- _GOAL OF THE EXERCISE_
Gather from the listing below each line that includes the word "ErrorKind", and copy it.

AVAILABLE DATA: Begin

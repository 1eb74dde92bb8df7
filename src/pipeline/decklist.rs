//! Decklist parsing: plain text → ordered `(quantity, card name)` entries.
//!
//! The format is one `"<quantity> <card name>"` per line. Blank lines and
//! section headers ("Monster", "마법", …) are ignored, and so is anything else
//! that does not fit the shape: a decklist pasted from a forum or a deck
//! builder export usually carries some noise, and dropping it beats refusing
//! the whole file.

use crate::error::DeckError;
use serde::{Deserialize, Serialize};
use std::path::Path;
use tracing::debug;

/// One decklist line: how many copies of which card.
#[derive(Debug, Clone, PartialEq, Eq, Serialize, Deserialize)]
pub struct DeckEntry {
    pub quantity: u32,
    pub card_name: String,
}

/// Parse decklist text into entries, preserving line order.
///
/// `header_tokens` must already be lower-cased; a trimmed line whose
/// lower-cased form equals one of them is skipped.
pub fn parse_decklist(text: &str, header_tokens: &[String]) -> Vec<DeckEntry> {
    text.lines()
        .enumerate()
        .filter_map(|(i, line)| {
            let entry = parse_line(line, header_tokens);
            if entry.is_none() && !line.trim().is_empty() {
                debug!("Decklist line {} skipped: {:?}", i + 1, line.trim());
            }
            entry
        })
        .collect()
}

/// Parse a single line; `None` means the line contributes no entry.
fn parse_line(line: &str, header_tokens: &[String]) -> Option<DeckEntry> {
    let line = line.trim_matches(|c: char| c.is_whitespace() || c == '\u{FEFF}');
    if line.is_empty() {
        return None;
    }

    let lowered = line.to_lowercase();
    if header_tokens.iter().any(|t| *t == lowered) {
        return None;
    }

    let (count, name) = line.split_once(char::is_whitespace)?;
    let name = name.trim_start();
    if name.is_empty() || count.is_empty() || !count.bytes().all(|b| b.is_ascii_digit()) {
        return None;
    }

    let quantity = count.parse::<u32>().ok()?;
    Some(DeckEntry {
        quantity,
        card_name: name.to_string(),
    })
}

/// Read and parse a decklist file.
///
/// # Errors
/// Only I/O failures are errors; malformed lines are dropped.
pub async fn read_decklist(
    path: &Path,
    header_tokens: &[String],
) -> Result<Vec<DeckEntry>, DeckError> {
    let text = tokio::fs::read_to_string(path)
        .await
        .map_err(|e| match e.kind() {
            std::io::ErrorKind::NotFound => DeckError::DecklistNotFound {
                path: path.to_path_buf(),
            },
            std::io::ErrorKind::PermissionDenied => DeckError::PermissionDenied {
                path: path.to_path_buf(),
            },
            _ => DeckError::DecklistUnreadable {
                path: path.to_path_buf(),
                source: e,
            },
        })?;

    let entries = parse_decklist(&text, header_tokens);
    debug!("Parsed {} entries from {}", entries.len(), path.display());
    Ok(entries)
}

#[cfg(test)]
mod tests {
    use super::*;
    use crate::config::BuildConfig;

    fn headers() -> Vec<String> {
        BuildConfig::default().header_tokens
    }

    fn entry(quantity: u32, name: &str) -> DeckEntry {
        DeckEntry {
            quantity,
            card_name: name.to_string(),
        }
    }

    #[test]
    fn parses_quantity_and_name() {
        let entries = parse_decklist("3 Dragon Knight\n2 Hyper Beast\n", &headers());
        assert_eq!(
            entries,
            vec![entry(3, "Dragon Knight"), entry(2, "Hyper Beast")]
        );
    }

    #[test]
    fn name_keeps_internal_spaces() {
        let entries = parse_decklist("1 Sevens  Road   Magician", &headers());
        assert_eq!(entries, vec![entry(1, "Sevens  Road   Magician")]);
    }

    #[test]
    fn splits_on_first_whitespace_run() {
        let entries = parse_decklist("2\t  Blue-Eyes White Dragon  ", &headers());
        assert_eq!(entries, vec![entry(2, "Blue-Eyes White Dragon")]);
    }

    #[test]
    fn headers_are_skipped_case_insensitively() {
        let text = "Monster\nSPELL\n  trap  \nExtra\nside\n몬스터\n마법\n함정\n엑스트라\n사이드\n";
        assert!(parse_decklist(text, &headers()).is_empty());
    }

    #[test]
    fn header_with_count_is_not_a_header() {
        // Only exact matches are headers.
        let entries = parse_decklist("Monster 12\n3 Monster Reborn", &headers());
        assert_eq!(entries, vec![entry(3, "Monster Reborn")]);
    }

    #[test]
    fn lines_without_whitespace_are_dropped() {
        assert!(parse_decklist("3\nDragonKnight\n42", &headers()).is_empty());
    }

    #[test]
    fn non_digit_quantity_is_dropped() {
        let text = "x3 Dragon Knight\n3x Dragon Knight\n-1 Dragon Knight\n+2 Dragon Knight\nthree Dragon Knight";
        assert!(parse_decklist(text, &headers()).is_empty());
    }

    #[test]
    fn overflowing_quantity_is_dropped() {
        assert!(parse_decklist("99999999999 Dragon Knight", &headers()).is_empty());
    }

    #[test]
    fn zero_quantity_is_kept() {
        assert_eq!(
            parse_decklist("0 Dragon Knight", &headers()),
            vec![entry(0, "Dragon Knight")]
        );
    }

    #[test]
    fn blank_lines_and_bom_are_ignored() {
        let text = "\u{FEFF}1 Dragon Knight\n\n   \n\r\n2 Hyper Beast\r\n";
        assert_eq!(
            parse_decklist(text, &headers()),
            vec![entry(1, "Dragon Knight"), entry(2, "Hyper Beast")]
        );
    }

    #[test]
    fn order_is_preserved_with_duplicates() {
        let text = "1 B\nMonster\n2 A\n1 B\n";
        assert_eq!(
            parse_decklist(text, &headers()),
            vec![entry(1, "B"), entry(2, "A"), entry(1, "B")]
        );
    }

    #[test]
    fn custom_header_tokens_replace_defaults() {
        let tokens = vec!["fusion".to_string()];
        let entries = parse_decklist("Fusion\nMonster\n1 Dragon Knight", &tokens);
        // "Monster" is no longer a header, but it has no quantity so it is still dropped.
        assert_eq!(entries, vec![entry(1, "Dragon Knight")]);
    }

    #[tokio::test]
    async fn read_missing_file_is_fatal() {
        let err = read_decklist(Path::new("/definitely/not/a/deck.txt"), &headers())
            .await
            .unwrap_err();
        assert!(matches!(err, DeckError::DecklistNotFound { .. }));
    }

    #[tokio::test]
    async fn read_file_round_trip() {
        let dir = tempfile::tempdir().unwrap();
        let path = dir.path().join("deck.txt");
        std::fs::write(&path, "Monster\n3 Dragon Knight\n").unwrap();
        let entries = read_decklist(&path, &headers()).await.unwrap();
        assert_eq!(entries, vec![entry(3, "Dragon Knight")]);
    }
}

AVAILABLE DATA: End
AVAILABLE DATA: Begin

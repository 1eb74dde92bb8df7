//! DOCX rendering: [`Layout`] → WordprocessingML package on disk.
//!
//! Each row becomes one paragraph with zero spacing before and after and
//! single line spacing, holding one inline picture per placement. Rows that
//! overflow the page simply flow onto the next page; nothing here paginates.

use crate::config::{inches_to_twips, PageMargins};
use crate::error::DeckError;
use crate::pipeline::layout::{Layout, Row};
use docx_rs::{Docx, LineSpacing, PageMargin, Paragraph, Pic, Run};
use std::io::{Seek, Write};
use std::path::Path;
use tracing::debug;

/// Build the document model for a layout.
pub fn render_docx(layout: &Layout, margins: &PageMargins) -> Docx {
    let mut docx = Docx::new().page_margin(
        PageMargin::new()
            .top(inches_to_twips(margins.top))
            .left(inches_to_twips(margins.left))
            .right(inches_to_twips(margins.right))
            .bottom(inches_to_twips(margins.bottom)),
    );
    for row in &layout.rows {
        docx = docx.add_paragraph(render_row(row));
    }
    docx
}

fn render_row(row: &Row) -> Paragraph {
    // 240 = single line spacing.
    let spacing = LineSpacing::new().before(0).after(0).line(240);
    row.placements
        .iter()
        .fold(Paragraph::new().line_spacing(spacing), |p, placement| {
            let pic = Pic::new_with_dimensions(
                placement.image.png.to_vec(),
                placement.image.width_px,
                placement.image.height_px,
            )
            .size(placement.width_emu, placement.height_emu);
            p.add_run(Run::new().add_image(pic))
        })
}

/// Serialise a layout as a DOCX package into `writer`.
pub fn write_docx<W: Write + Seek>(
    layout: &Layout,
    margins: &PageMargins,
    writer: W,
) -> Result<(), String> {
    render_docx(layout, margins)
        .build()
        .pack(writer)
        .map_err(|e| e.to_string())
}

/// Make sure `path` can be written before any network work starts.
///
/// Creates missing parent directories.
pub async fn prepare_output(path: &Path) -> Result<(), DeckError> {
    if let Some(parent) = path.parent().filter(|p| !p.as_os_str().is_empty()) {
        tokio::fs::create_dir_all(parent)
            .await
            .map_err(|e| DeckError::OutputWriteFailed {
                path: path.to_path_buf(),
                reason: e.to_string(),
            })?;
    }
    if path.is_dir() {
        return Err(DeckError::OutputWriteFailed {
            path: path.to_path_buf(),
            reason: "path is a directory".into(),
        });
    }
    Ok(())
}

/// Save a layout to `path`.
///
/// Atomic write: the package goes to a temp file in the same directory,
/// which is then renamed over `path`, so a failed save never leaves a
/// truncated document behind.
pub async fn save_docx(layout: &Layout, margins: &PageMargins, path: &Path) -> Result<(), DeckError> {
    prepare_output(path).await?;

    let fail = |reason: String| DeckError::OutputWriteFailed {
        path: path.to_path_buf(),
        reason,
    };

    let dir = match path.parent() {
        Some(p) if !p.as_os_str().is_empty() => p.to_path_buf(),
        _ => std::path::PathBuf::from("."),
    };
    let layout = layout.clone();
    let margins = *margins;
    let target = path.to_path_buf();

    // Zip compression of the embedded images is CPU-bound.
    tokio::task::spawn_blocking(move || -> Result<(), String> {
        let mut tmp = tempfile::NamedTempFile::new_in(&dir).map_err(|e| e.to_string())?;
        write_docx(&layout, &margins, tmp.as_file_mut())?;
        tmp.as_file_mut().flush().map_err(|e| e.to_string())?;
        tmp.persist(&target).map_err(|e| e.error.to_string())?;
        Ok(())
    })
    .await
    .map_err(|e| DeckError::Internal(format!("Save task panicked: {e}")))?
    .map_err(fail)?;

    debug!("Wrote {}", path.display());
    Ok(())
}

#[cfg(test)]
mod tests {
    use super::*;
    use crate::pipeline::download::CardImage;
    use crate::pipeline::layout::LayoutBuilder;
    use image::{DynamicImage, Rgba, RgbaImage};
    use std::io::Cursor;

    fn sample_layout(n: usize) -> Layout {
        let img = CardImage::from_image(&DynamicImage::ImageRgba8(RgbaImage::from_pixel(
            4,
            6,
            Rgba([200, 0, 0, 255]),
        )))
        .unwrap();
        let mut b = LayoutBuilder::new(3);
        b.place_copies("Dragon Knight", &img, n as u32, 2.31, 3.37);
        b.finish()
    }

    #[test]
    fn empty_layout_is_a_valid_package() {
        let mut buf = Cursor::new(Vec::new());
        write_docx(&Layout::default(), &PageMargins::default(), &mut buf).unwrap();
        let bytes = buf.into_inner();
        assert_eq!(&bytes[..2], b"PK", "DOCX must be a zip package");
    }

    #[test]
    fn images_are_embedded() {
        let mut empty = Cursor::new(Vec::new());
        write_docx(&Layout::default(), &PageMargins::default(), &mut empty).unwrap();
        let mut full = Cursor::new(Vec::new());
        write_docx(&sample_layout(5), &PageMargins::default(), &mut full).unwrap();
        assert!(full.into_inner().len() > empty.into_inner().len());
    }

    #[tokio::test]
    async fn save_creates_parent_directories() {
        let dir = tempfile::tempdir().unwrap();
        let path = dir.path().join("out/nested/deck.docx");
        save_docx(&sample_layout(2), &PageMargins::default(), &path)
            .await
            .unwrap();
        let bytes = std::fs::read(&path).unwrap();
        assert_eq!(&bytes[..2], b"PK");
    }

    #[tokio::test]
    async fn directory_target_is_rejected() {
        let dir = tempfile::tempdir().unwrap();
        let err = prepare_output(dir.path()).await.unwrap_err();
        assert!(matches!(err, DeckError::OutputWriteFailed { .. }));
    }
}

AVAILABLE DATA: End
AVAILABLE DATA: Begin

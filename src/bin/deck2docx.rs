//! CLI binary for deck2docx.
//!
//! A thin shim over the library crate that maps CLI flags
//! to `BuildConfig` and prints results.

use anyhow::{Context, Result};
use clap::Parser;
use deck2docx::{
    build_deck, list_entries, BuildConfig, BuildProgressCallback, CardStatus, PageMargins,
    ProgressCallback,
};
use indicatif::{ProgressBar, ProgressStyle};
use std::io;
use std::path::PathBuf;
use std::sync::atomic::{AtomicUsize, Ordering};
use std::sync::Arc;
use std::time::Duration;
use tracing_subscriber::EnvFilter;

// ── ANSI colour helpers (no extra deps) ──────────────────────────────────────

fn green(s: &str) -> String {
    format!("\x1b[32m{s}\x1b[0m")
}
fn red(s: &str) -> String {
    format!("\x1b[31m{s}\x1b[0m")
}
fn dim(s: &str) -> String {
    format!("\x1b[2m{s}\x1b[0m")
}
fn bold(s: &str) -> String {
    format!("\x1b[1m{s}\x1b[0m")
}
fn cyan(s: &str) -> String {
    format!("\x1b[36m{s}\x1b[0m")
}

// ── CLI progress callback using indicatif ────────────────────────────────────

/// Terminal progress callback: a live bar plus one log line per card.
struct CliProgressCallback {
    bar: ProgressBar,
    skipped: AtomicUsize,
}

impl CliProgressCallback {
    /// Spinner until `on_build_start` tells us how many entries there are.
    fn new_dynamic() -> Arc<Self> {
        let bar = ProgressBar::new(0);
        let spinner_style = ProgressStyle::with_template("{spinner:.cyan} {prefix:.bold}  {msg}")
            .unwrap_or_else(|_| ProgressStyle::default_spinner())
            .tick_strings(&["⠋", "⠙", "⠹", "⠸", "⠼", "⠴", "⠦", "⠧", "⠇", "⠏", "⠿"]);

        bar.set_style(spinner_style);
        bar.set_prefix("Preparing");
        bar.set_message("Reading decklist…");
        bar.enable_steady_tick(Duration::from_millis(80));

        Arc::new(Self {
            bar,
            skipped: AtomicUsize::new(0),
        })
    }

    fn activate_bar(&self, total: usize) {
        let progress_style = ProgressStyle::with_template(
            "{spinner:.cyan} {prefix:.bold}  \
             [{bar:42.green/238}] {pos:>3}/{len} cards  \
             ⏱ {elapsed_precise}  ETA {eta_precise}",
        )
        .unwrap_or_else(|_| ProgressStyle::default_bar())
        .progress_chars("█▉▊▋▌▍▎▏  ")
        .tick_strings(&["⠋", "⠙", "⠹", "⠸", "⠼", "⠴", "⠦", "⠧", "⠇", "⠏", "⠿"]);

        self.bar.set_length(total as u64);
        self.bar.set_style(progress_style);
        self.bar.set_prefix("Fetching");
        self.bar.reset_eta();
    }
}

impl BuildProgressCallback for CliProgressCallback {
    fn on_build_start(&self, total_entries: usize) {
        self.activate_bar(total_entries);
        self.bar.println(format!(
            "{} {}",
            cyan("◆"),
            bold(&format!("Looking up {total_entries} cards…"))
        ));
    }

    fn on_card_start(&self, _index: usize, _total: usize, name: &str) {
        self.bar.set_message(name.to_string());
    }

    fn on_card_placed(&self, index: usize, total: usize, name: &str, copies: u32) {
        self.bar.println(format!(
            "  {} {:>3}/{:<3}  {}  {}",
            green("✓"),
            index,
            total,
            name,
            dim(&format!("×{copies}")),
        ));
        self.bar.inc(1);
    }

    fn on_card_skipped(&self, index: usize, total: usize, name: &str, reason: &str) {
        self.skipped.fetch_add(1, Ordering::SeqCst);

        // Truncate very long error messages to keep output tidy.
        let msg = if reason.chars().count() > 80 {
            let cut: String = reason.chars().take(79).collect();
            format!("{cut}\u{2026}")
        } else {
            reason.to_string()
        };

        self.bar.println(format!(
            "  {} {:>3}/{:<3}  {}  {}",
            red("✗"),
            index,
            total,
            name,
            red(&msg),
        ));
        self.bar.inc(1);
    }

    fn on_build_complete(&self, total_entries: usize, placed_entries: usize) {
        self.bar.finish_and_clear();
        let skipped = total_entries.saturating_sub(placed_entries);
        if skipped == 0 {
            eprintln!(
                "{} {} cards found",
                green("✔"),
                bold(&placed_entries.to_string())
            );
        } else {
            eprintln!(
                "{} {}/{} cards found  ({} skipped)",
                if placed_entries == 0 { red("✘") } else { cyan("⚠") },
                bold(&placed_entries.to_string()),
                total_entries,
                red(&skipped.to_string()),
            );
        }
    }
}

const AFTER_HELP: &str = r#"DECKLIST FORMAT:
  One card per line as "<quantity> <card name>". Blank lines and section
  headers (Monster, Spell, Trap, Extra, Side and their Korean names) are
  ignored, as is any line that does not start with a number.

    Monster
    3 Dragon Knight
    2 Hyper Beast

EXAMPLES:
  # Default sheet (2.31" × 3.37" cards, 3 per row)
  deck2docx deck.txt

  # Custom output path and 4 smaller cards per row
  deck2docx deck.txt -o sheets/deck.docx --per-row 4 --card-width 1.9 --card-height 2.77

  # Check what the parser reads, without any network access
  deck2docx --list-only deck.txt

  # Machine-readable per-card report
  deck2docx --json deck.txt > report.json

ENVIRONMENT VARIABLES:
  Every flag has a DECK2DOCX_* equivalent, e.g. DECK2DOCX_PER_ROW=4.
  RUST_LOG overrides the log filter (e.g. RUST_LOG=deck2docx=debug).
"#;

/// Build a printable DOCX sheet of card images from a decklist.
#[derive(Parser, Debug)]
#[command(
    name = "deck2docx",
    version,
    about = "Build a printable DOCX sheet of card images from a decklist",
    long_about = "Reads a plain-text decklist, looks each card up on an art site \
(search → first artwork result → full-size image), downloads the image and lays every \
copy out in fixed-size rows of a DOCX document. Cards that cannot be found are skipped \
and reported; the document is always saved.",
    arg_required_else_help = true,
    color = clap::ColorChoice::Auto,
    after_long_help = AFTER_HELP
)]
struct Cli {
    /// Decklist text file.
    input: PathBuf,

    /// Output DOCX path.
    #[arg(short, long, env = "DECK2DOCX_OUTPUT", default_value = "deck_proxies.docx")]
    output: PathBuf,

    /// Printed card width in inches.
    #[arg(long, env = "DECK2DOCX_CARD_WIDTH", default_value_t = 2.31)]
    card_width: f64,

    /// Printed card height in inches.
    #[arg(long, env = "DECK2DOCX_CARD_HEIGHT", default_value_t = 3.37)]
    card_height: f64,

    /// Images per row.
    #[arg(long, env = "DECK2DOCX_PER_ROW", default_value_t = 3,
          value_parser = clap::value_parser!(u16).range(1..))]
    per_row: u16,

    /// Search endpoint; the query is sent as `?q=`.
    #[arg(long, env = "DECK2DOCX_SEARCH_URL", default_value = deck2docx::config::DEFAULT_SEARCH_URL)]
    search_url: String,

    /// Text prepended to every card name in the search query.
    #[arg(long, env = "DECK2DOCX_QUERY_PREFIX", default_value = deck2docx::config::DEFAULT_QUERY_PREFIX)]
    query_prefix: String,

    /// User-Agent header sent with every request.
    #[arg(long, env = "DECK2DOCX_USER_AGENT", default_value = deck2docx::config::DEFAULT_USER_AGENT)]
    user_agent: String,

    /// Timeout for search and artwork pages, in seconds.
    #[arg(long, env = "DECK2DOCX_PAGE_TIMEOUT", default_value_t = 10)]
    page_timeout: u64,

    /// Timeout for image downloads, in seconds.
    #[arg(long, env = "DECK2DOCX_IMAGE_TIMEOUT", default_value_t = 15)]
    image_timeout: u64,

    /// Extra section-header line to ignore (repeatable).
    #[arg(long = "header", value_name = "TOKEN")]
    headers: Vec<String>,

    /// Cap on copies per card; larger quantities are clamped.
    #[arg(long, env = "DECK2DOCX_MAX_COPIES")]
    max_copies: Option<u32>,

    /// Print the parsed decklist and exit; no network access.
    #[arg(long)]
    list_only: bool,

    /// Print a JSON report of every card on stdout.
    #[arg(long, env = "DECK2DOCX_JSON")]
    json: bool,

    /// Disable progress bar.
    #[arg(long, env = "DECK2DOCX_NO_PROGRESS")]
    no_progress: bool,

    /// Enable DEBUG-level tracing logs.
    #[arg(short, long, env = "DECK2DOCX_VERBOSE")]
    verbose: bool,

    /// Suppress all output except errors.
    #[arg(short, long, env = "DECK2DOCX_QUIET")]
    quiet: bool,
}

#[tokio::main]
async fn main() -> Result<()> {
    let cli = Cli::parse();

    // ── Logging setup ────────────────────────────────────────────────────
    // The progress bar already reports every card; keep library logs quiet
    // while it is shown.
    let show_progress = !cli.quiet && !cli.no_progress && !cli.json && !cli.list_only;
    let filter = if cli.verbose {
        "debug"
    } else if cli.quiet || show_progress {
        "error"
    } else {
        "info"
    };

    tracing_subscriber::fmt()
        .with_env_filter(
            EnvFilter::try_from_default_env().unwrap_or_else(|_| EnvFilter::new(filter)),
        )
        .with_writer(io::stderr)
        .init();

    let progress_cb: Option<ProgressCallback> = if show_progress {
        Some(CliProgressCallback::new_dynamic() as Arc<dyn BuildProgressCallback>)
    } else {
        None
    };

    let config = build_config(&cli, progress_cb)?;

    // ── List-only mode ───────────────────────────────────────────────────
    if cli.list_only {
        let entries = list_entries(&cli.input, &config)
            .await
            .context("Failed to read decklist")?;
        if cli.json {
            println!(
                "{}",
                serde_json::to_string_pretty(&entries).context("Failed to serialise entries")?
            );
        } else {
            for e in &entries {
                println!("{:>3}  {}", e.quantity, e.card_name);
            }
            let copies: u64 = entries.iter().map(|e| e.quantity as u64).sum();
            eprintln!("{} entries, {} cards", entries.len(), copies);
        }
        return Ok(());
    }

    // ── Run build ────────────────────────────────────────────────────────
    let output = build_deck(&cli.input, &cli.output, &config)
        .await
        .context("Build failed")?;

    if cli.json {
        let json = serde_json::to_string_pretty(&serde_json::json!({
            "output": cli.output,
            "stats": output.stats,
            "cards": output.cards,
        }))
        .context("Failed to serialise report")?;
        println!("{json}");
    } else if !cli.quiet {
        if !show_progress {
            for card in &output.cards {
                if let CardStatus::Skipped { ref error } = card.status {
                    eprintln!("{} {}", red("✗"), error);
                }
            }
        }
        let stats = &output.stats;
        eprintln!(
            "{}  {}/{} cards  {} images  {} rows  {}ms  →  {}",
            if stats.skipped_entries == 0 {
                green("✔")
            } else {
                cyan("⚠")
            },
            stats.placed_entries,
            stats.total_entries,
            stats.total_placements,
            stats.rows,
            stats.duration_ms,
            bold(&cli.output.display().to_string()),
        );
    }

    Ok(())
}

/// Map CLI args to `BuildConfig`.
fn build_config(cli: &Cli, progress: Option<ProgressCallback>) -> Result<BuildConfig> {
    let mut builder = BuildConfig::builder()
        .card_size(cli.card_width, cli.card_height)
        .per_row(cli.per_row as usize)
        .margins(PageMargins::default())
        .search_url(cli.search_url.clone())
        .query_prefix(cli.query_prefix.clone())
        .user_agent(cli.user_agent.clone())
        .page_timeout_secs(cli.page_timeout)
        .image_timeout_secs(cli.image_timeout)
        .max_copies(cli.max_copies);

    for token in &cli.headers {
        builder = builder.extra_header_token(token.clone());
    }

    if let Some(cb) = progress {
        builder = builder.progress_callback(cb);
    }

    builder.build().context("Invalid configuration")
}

AVAILABLE DATA: End

- _RESULT OF THE TASK_
            std::io::ErrorKind::NotFound => DeckError::DecklistNotFound {
            std::io::ErrorKind::PermissionDenied => DeckError::PermissionDenied {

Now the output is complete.